Currently I'm in the process of replacing a custom compass / accelerometer with an ST LSM303D. The 'old' custom device produced single precision floats. Without parsing the values there where just passed inside a UDP packet. Unfortunately the LSM303D produces 16 bit signed integers. So, the embedded system needs to convert these values to floats. The scaling it self is quite simple: Values -32768..32767 need to be scaled to [-2,2). Now, my hardware has no floating point support. However doing the following: float output = ( (float)input ) / 16384f; will require quite a bit of FP magic. I would imagine that this: const float scale = 1f / 16384f; float output = ( (float)input ) * scale; may be faster, but still requires FP multiply support. Is there a simple and fast way which I can use to convert these integers to floats without the aid of an FP library? I have not found much code in this respect. Vincent

V

Vincent vB 10 years ago

I'll start with a 16 bit signed integer. Thanks for your step-by-step explanation!

Vote

V

Vincent vB 10 years ago

Well, its not really a microcontroller. It is a LatticeMico 32 on a Xilinx FPGA. I think its a big-endian processor, so this may work out. I've tried doing the (float)l, but then the LM32 compiler really attempts to convert the integer into a float. Horrible tricks like this would work (except for the compiler screaming 'murder and fire' as we say in Dutch):

uint32_t l = ...; float f; *f = (float*)&l;

Vote

D

David Brown 10 years ago

You handle this by writing:

float output = ((float) input) * 2.0f / 32768;

Then you let the /compiler/ generate code that works.
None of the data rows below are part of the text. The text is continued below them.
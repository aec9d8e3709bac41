use tracing::debug;

use super::{Aggregate, Order, Query, Where};
use crate::error::DbMakerError;
use crate::types::RowValues;

/// Turns [`Query`] descriptors into SQL text.
///
/// The provided methods are the portable grammar most engines accept. A dialect overrides only
/// what it does differently; everything else resolves through these defaults, so an override of
/// a small piece (say [`QueryTranslator::wrap_value`]) flows into every compiled statement.
pub trait QueryTranslator: Send + Sync {
    /// Quote one identifier segment.
    fn wrap_value(&self, value: &str) -> String {
        if value == "*" {
            value.to_string()
        } else {
            format!("\"{}\"", value.replace('"', "\"\""))
        }
    }

    /// Quote a possibly qualified (`t.col`) or aliased (`col as c`) identifier.
    fn wrap(&self, value: &str) -> String {
        if let Some((column, alias)) = split_alias(value) {
            return format!("{} as {}", self.wrap(column), self.wrap_value(alias));
        }
        value
            .split('.')
            .map(|segment| self.wrap_value(segment))
            .collect::<Vec<_>>()
            .join(".")
    }

    fn wrap_table(&self, table: &str) -> String {
        self.wrap(table)
    }

    fn columnize(&self, columns: &[String]) -> String {
        columns
            .iter()
            .map(|column| self.wrap(column))
            .collect::<Vec<_>>()
            .join(", ")
    }

    fn parameterize(&self, count: usize) -> String {
        vec!["?"; count].join(", ")
    }

    /// # Errors
    /// Returns `DbMakerError::UnsupportedOperation` if a clause cannot be expressed.
    fn compile_select(&self, query: &Query) -> Result<String, DbMakerError> {
        let mut parts = vec![match &query.aggregate {
            Some(aggregate) => self.compile_aggregate(query, aggregate),
            None => self.compile_columns(query),
        }];
        parts.push(format!("from {}", self.wrap_table(&query.table)));
        if !query.wheres.is_empty() {
            parts.push(self.compile_wheres(&query.wheres)?);
        }
        if !query.orders.is_empty() {
            parts.push(self.compile_orders(&query.orders));
        }
        if let Some(limit) = query.limit {
            parts.push(self.compile_limit(limit));
        }
        if let Some(offset) = query.offset {
            parts.push(self.compile_offset(offset));
        }
        Ok(parts.join(" "))
    }

    fn compile_columns(&self, query: &Query) -> String {
        let select = if query.distinct {
            "select distinct"
        } else {
            "select"
        };
        if query.columns.is_empty() {
            format!("{select} *")
        } else {
            format!("{select} {}", self.columnize(&query.columns))
        }
    }

    fn compile_aggregate(&self, query: &Query, aggregate: &Aggregate) -> String {
        let mut column = self.columnize(&aggregate.columns);
        if query.distinct && column != "*" {
            column = format!("distinct {column}");
        }
        format!(
            "select {}({column}) as {}",
            aggregate.function,
            self.wrap("aggregate")
        )
    }

    /// # Errors
    /// Returns `DbMakerError::UnsupportedOperation` if a clause cannot be expressed.
    fn compile_wheres(&self, wheres: &[Where]) -> Result<String, DbMakerError> {
        let mut sql = String::from("where");
        for (idx, clause) in wheres.iter().enumerate() {
            if idx > 0 {
                sql.push(' ');
                sql.push_str(clause.boolean().as_str());
            }
            sql.push(' ');
            sql.push_str(&self.compile_where(clause)?);
        }
        Ok(sql)
    }

    /// # Errors
    /// Returns `DbMakerError::UnsupportedOperation` if the clause cannot be expressed.
    fn compile_where(&self, clause: &Where) -> Result<String, DbMakerError> {
        match clause {
            Where::Basic {
                column, operator, ..
            } => Ok(format!("{} {operator} ?", self.wrap(column))),
            Where::Null {
                column, negated, ..
            } => Ok(format!(
                "{} is {}null",
                self.wrap(column),
                if *negated { "not " } else { "" }
            )),
            Where::In {
                column,
                values,
                negated,
                ..
            } => Ok(if values.is_empty() {
                let constant = if *negated { "1 = 1" } else { "0 = 1" };
                constant.to_string()
            } else {
                format!(
                    "{} {}in ({})",
                    self.wrap(column),
                    if *negated { "not " } else { "" },
                    self.parameterize(values.len())
                )
            }),
            Where::Exists { query, negated, .. } => {
                let exists = self.where_exists(query)?;
                Ok(if *negated {
                    format!("not {exists}")
                } else {
                    exists
                })
            }
            Where::Raw { sql, .. } => Ok(sql.clone()),
            Where::Column {
                first,
                operator,
                second,
                ..
            } => Ok(format!(
                "{} {operator} {}",
                self.wrap(first),
                self.wrap(second)
            )),
            Where::JsonContains {
                column, negated, ..
            } => {
                let sql = self.compile_json_contains(column)?;
                Ok(if *negated { format!("not {sql}") } else { sql })
            }
            Where::JsonLength {
                column, operator, ..
            } => self.compile_json_length(column, operator),
        }
    }

    /// # Errors
    /// Returns `DbMakerError::UnsupportedOperation` if the subquery cannot be expressed.
    fn where_exists(&self, query: &Query) -> Result<String, DbMakerError> {
        Ok(format!("exists ({})", self.compile_select(query)?))
    }

    /// # Errors
    /// Returns `DbMakerError::UnsupportedOperation` unless the dialect supports JSON containment.
    fn compile_json_contains(&self, _column: &str) -> Result<String, DbMakerError> {
        Err(DbMakerError::UnsupportedOperation(
            "This database engine does not support JSON contains operations.".into(),
        ))
    }

    /// # Errors
    /// Returns `DbMakerError::UnsupportedOperation` unless the dialect supports JSON length.
    fn compile_json_length(&self, _column: &str, _operator: &str) -> Result<String, DbMakerError> {
        Err(DbMakerError::UnsupportedOperation(
            "This database engine does not support JSON length operations.".into(),
        ))
    }

    fn compile_orders(&self, orders: &[Order]) -> String {
        let orders = orders
            .iter()
            .map(|order| format!("{} {}", self.wrap(&order.column), order.direction.as_str()))
            .collect::<Vec<_>>()
            .join(", ");
        format!("order by {orders}")
    }

    fn compile_limit(&self, limit: u64) -> String {
        format!("limit {limit}")
    }

    fn compile_offset(&self, offset: u64) -> String {
        format!("offset {offset}")
    }

    /// SQL answering whether `query` matches any row.
    ///
    /// # Errors
    /// Returns `DbMakerError::UnsupportedOperation` if the select cannot be expressed.
    fn compile_exists(&self, query: &Query) -> Result<String, DbMakerError> {
        Ok(format!(
            "select exists({}) as {}",
            self.compile_select(query)?,
            self.wrap("exists")
        ))
    }

    /// Insert of `rows` rows into `table`, one placeholder group per row.
    fn compile_insert(&self, table: &str, columns: &[String], rows: usize) -> String {
        let group = format!("({})", self.parameterize(columns.len()));
        format!(
            "insert into {} ({}) values {}",
            self.wrap_table(table),
            self.columnize(columns),
            vec![group; rows.max(1)].join(", ")
        )
    }

    /// # Errors
    /// Returns `DbMakerError::UnsupportedOperation` if a where clause cannot be expressed.
    fn compile_update(&self, query: &Query, columns: &[String]) -> Result<String, DbMakerError> {
        let sets = columns
            .iter()
            .map(|column| format!("{} = ?", self.wrap(column)))
            .collect::<Vec<_>>()
            .join(", ");
        let mut sql = format!("update {} set {sets}", self.wrap_table(&query.table));
        if !query.wheres.is_empty() {
            sql.push(' ');
            sql.push_str(&self.compile_wheres(&query.wheres)?);
        }
        Ok(sql)
    }

    /// # Errors
    /// Returns `DbMakerError::UnsupportedOperation` if a where clause cannot be expressed.
    fn compile_delete(&self, query: &Query) -> Result<String, DbMakerError> {
        let mut sql = format!("delete from {}", self.wrap_table(&query.table));
        if !query.wheres.is_empty() {
            sql.push(' ');
            sql.push_str(&self.compile_wheres(&query.wheres)?);
        }
        Ok(sql)
    }

    /// Statement emptying the table, with its bindings.
    fn compile_truncate(&self, query: &Query) -> (String, Vec<RowValues>) {
        (
            format!("truncate table {}", self.wrap_table(&query.table)),
            Vec::new(),
        )
    }

    fn compile_savepoint(&self, name: &str) -> String {
        format!("SAVEPOINT {name}")
    }

    fn compile_savepoint_rollback(&self, name: &str) -> String {
        format!("ROLLBACK TO SAVEPOINT {name}")
    }
}

/// Split `"col as alias"` (any case of `as`).
fn split_alias(value: &str) -> Option<(&str, &str)> {
    let lower = value.to_ascii_lowercase();
    let idx = lower.find(" as ")?;
    Some((value[..idx].trim(), value[idx + 4..].trim()))
}

/// The portable grammar, with no dialect overrides.
#[derive(Debug, Clone, Copy, Default)]
pub struct GenericQueryGrammar;

impl QueryTranslator for GenericQueryGrammar {}

/// DBMaker's query dialect.
///
/// Identifiers stay unquoted on the query side, `exists` goes through `SYSCONINFO` because
/// DBMaker has no `select exists(...)`, truncation is a plain delete, and JSON predicates are
/// rejected.
#[derive(Debug, Clone, Copy, Default)]
pub struct DbMakerQueryGrammar;

impl QueryTranslator for DbMakerQueryGrammar {
    fn wrap_value(&self, value: &str) -> String {
        if value == "*" {
            value.to_string()
        } else {
            value.replace('`', "``")
        }
    }

    fn compile_aggregate(&self, query: &Query, aggregate: &Aggregate) -> String {
        let mut column = self.columnize(&aggregate.columns);
        if query.distinct && column != "*" {
            column = format!("distinct {column}");
        }
        format!("select {}({column}) as \"aggregate\"", aggregate.function)
    }

    /// Single-row insert; the caller executes it once per row.
    fn compile_insert(&self, table: &str, columns: &[String], _rows: usize) -> String {
        format!(
            "insert into {}({}) values ({})",
            self.wrap_table(table),
            self.columnize(columns),
            self.parameterize(columns.len())
        )
    }

    fn compile_exists(&self, query: &Query) -> Result<String, DbMakerError> {
        let select = self.compile_select(query)?;
        Ok(format!(
            "select case when CONNECTION_ID is not null then 1 else 0 end from SYSCONINFO where exists ({select})"
        ))
    }

    fn compile_savepoint_rollback(&self, name: &str) -> String {
        format!("ROLLBACK TO {name}")
    }

    fn compile_json_length(&self, _column: &str, _operator: &str) -> Result<String, DbMakerError> {
        Err(DbMakerError::unsupported("JSON length operations"))
    }

    fn compile_json_contains(&self, _column: &str) -> Result<String, DbMakerError> {
        Err(DbMakerError::unsupported("JSON contains operations"))
    }

    fn compile_truncate(&self, query: &Query) -> (String, Vec<RowValues>) {
        let sql = format!("delete from {}", self.wrap_table(&query.table));
        debug!(%sql, "truncate compiled as delete");
        (sql, Vec::new())
    }
}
Ignore everyone here who has suggested "count leading ones", "handle 0 as a special case", "subtract 14 from the exponent", etc. That is not your job - other people have already figured out this stuff long ago, and the bugs have been ironed out.

The LatticeMicro 32 compiler is gcc. Use the "-ffast-math" option to tell it that you are happy with a bit of obvious code re-arrangements rather than insisting on perfect IEEE operation - this lets you write "*

2.0f / 32768" to clearly express your intent in the code, while the /compiler/ turns it into "* (1f/32768f)".

Write your code clearly and correctly, and let the tools do the work.

Then all you need to do is make sure that you give the tools the best chance to generate fast code (such as -O2 -ffast-math, and whatever LM32 flags such as -mbarrel-shift-enabled and -mmultiply-enabled are appropriate for your particular cpu).

Vote

D

Dimiter_Popoff 10 years ago

Are you saying this will work without the compiler bringing in an FP library?

Dimiter

Vote

D

David Brown 10 years ago

Almost certainly the compiler will bring in parts of its FP library. But as long as you have /any/ floating point in the code, that is usually the case anyway. And assuming your library is constructed reasonably, you will only get the required functions linked in, not the entire library.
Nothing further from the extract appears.